Exercise prompt:
Give back the listing underneath, unchanged and complete.

Data to process:
+++
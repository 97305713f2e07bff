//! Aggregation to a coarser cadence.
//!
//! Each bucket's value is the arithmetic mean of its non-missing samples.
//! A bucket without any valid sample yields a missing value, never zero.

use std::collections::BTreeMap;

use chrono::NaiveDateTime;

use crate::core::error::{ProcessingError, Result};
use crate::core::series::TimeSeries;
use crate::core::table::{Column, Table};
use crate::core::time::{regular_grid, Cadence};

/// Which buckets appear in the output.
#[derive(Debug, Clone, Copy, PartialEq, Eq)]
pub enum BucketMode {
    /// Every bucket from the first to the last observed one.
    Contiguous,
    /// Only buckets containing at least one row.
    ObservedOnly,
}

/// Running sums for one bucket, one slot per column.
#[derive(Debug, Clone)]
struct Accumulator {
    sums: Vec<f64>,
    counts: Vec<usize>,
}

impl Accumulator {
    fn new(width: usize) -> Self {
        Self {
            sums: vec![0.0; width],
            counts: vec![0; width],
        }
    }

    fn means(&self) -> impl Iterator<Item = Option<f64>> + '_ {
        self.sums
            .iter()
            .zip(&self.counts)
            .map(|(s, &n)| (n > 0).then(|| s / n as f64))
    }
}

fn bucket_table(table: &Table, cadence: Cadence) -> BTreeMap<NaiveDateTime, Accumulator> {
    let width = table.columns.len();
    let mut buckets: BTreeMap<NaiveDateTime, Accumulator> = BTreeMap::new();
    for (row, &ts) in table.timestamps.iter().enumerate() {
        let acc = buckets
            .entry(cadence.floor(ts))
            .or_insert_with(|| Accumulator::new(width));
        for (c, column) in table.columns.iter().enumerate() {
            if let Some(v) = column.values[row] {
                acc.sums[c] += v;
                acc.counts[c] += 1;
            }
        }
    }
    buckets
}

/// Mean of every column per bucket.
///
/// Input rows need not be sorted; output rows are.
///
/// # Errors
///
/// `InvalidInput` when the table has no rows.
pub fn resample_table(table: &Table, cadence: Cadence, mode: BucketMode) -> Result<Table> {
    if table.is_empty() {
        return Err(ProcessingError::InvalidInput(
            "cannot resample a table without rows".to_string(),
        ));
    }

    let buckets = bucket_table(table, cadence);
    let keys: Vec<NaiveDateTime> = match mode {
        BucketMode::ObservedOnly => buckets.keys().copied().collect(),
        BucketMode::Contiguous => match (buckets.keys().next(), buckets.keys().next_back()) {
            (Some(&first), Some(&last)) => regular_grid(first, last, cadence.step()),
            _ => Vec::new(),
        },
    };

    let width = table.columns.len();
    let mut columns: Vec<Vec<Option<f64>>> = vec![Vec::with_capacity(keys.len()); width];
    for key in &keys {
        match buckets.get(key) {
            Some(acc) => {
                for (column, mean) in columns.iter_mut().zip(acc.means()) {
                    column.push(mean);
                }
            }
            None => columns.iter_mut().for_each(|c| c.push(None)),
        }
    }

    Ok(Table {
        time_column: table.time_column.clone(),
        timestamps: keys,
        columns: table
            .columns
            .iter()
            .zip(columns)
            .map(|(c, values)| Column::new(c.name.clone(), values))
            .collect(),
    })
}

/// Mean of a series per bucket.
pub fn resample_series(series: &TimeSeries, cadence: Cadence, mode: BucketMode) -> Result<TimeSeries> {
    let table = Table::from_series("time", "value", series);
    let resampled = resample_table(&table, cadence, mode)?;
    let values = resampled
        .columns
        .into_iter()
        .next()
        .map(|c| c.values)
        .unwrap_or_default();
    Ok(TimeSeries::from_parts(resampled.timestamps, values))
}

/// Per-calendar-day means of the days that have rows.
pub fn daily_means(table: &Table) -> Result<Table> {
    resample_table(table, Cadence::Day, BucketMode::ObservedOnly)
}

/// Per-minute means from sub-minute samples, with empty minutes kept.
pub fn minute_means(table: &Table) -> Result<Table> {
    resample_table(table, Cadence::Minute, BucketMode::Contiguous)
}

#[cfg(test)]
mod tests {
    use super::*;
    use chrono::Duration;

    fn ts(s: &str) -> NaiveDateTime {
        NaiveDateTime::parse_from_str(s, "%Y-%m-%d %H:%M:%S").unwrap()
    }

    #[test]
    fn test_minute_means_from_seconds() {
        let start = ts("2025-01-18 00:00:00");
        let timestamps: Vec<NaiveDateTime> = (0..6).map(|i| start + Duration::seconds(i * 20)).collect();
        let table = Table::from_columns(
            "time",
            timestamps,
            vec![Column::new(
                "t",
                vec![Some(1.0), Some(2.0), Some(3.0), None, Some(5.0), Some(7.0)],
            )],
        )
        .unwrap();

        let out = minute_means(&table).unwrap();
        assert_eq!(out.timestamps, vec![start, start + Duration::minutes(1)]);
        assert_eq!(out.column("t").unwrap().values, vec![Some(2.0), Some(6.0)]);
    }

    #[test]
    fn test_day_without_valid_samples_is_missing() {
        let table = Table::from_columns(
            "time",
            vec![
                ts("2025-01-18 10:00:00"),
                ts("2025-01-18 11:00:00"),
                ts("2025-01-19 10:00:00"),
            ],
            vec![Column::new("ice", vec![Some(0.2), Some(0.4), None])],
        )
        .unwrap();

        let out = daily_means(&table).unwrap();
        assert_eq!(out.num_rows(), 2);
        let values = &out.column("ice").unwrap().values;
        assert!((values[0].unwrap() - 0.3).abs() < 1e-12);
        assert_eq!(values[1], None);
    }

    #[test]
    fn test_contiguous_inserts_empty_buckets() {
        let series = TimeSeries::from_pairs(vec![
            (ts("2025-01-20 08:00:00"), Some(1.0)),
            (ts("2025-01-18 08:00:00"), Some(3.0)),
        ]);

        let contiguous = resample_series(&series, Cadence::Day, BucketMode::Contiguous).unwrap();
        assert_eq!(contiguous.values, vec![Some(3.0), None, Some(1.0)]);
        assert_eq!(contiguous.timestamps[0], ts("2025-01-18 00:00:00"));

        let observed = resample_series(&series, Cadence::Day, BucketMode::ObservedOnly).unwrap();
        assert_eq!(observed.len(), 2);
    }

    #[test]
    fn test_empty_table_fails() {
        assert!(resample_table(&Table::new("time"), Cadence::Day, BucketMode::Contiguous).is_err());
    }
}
+++
Solution:
repository 97305713f2e07bff
//! Aggregation to a coarser cadence.
//!
//! Each bucket's value is the arithmetic mean of its non-missing samples.
//! A bucket without any valid sample yields a missing value, never zero.

use std::collections::BTreeMap;

use chrono::NaiveDateTime;

use crate::core::error::{ProcessingError, Result};
use crate::core::series::TimeSeries;
use crate::core::table::{Column, Table};
use crate::core::time::{regular_grid, Cadence};

/// Which buckets appear in the output.
#[derive(Debug, Clone, Copy, PartialEq, Eq)]
pub enum BucketMode {
    /// Every bucket from the first to the last observed one.
    Contiguous,
    /// Only buckets containing at least one row.
    ObservedOnly,
}

/// Running sums for one bucket, one slot per column.
#[derive(Debug, Clone)]
struct Accumulator {
    sums: Vec<f64>,
    counts: Vec<usize>,
}

impl Accumulator {
    fn new(width: usize) -> Self {
        Self {
            sums: vec![0.0; width],
            counts: vec![0; width],
        }
    }

    fn means(&self) -> impl Iterator<Item = Option<f64>> + '_ {
        self.sums
            .iter()
            .zip(&self.counts)
            .map(|(s, &n)| (n > 0).then(|| s / n as f64))
    }
}

fn bucket_table(table: &Table, cadence: Cadence) -> BTreeMap<NaiveDateTime, Accumulator> {
    let width = table.columns.len();
    let mut buckets: BTreeMap<NaiveDateTime, Accumulator> = BTreeMap::new();
    for (row, &ts) in table.timestamps.iter().enumerate() {
        let acc = buckets
            .entry(cadence.floor(ts))
            .or_insert_with(|| Accumulator::new(width));
        for (c, column) in table.columns.iter().enumerate() {
            if let Some(v) = column.values[row] {
                acc.sums[c] += v;
                acc.counts[c] += 1;
            }
        }
    }
    buckets
}

/// Mean of every column per bucket.
///
/// Input rows need not be sorted; output rows are.
///
/// # Errors
///
/// `InvalidInput` when the table has no rows.
pub fn resample_table(table: &Table, cadence: Cadence, mode: BucketMode) -> Result<Table> {
    if table.is_empty() {
        return Err(ProcessingError::InvalidInput(
            "cannot resample a table without rows".to_string(),
        ));
    }

    let buckets = bucket_table(table, cadence);
    let keys: Vec<NaiveDateTime> = match mode {
        BucketMode::ObservedOnly => buckets.keys().copied().collect(),
        BucketMode::Contiguous => match (buckets.keys().next(), buckets.keys().next_back()) {
            (Some(&first), Some(&last)) => regular_grid(first, last, cadence.step()),
            _ => Vec::new(),
        },
    };

    let width = table.columns.len();
    let mut columns: Vec<Vec<Option<f64>>> = vec![Vec::with_capacity(keys.len()); width];
    for key in &keys {
        match buckets.get(key) {
            Some(acc) => {
                for (column, mean) in columns.iter_mut().zip(acc.means()) {
                    column.push(mean);
                }
            }
            None => columns.iter_mut().for_each(|c| c.push(None)),
        }
    }

    Ok(Table {
        time_column: table.time_column.clone(),
        timestamps: keys,
        columns: table
            .columns
            .iter()
            .zip(columns)
            .map(|(c, values)| Column::new(c.name.clone(), values))
            .collect(),
    })
}

/// Mean of a series per bucket.
pub fn resample_series(series: &TimeSeries, cadence: Cadence, mode: BucketMode) -> Result<TimeSeries> {
    let table = Table::from_series("time", "value", series);
    let resampled = resample_table(&table, cadence, mode)?;
    let values = resampled
        .columns
        .into_iter()
        .next()
        .map(|c| c.values)
        .unwrap_or_default();
    Ok(TimeSeries::from_parts(resampled.timestamps, values))
}

/// Per-calendar-day means of the days that have rows.
pub fn daily_means(table: &Table) -> Result<Table> {
    resample_table(table, Cadence::Day, BucketMode::ObservedOnly)
}

/// Per-minute means from sub-minute samples, with empty minutes kept.
pub fn minute_means(table: &Table) -> Result<Table> {
    resample_table(table, Cadence::Minute, BucketMode::Contiguous)
}

#[cfg(test)]
mod tests {
    use super::*;
    use chrono::Duration;

    fn ts(s: &str) -> NaiveDateTime {
        NaiveDateTime::parse_from_str(s, "%Y-%m-%d %H:%M:%S").unwrap()
    }

    #[test]
    fn test_minute_means_from_seconds() {
        let start = ts("2025-01-18 00:00:00");
        let timestamps: Vec<NaiveDateTime> = (0..6).map(|i| start + Duration::seconds(i * 20)).collect();
        let table = Table::from_columns(
            "time",
            timestamps,
            vec![Column::new(
                "t",
                vec![Some(1.0), Some(2.0), Some(3.0), None, Some(5.0), Some(7.0)],
            )],
        )
        .unwrap();

        let out = minute_means(&table).unwrap();
        assert_eq!(out.timestamps, vec![start, start + Duration::minutes(1)]);
        assert_eq!(out.column("t").unwrap().values, vec![Some(2.0), Some(6.0)]);
    }

    #[test]
    fn test_day_without_valid_samples_is_missing() {
        let table = Table::from_columns(
            "time",
            vec![
                ts("2025-01-18 10:00:00"),
                ts("2025-01-18 11:00:00"),
                ts("2025-01-19 10:00:00"),
            ],
            vec![Column::new("ice", vec![Some(0.2), Some(0.4), None])],
        )
        .unwrap();

        let out = daily_means(&table).unwrap();
        assert_eq!(out.num_rows(), 2);
        let values = &out.column("ice").unwrap().values;
        assert!((values[0].unwrap() - 0.3).abs() < 1e-12);
        assert_eq!(values[1], None);
    }

    #[test]
    fn test_contiguous_inserts_empty_buckets() {
        let series = TimeSeries::from_pairs(vec![
            (ts("2025-01-20 08:00:00"), Some(1.0)),
            (ts("2025-01-18 08:00:00"), Some(3.0)),
        ]);

        let contiguous = resample_series(&series, Cadence::Day, BucketMode::Contiguous).unwrap();
        assert_eq!(contiguous.values, vec![Some(3.0), None, Some(1.0)]);
        assert_eq!(contiguous.timestamps[0], ts("2025-01-18 00:00:00"));

        let observed = resample_series(&series, Cadence::Day, BucketMode::ObservedOnly).unwrap();
        assert_eq!(observed.len(), 2);
    }

    #[test]
    fn test_empty_table_fails() {
        assert!(resample_table(&Table::new("time"), Cadence::Day, BucketMode::Contiguous).is_err());
    }
}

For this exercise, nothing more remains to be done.